> [WHAT YOU WILL DO] If a line in the listing includes the word "super", copy it out.

> [RECORD EXCERPTS]
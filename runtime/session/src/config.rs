//! Session-layer configuration and limits

use static_assertions::const_assert;

/// Capacity of session and upgrade argument buffers, in bytes
pub const MAX_ARGS_LEN: usize = 160;

/// Longest accepted service name
pub const MAX_SERVICE_NAME_LEN: usize = 64;

/// Default separator between client label and session label
pub const DEFAULT_LABEL_SEPARATOR: &str = " -> ";

// An upgrade request ("ram_quota=<u64>, cap_quota=<u64>") must always fit
const_assert!(MAX_ARGS_LEN >= 2 * 20 + "ram_quota=, cap_quota=".len());
const_assert!(MAX_SERVICE_NAME_LEN <= MAX_ARGS_LEN);

/// Broker configuration
#[derive(Debug, Clone)]
pub struct SessionConfig {
    /// Prefix session labels with the requesting domain's label
    pub prefix_labels: bool,

    /// Separator placed between the domain label and the session label
    pub label_separator: String,
}

impl Default for SessionConfig {
    fn default() -> Self {
        Self {
            prefix_labels: true,
            label_separator: String::from(DEFAULT_LABEL_SEPARATOR),
        }
    }
}

impl SessionConfig {
    /// Label the server sees for a request from `client_label`
    pub fn session_label(&self, client_label: &str, label: &str) -> String {
        if !self.prefix_labels {
            return String::from(label);
        }
        if label.is_empty() {
            return String::from(client_label);
        }
        format!("{}{}{}", client_label, self.label_separator, label)
    }
}
//! Asynchronous service
//!
//! Requests are entered into the server's id space and the server is woken.
//! The server inspects its pending requests and answers through
//! [`crate::SessionBroker::deliver_session_cap`] and
//! [`crate::SessionBroker::session_response`].
//!
//! A plain async service has no quota relationship with its server: donations
//! are not moved, and upgrades are accepted on the spot without waking the
//! server. [`super::ChildService`] adds the accounts.

use cap_identity::DomainId;
use crossbeam::channel::Sender;

use crate::entrypoint::{Entrypoint, Signal};
use crate::error::Result;
use crate::state::{Phase, SessionFlags, SessionState};
use crate::transfer::NullAccount;

use super::Dispatch;

/// Service answered asynchronously by a server domain
pub struct AsyncService {
    name: String,
    server: DomainId,
    wake: Sender<Signal>,
}

impl AsyncService {
    /// Service `name` served by the domain of `server_ep`
    pub fn new(name: &str, server_ep: &Entrypoint) -> Self {
        Self {
            name: String::from(name),
            server: server_ep.domain(),
            wake: server_ep.signal_sender(),
        }
    }

    pub fn name(&self) -> &str {
        &self.name
    }

    pub fn server(&self) -> DomainId {
        self.server
    }

    pub(crate) fn account(&self) -> NullAccount {
        NullAccount
    }

    /// Make the session visible to the server
    ///
    /// Enrolls at most once; later phases reuse the server id.
    pub(crate) fn enroll(&self, session: &mut SessionState, ctx: &mut Dispatch<'_>) {
        if session.id_at_server().is_none() {
            let id = ctx.enroll(self.server);
            session.set_id_at_server(Some(id));
            log::trace!("'{}': session enrolled as {:?}", self.name, id);
        }
        session.insert_flags(SessionFlags::ASYNC_CLIENT_NOTIFY);
    }

    pub(crate) fn initiate_request(
        &mut self,
        session: &mut SessionState,
        ctx: &mut Dispatch<'_>,
    ) -> Result<()> {
        match session.phase() {
            Phase::CreateRequested | Phase::CloseRequested => {
                self.enroll(session, ctx);
                Ok(())
            }
            Phase::UpgradeRequested => {
                log::warn!(
                    "'{}' has no quota account, upgrade accepted without transfer",
                    self.name
                );
                session.confirm_upgrade()
            }
            _ => Ok(()),
        }
    }

    pub(crate) fn wakeup(&self) {
        if self.wake.send(Signal::Wakeup).is_err() {
            log::debug!("'{}': server entrypoint is gone", self.name);
        }
    }
}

> [ANSWER TO THIS TASK]
//! server. [`super::ChildService`] adds the accounts.
use super::Dispatch;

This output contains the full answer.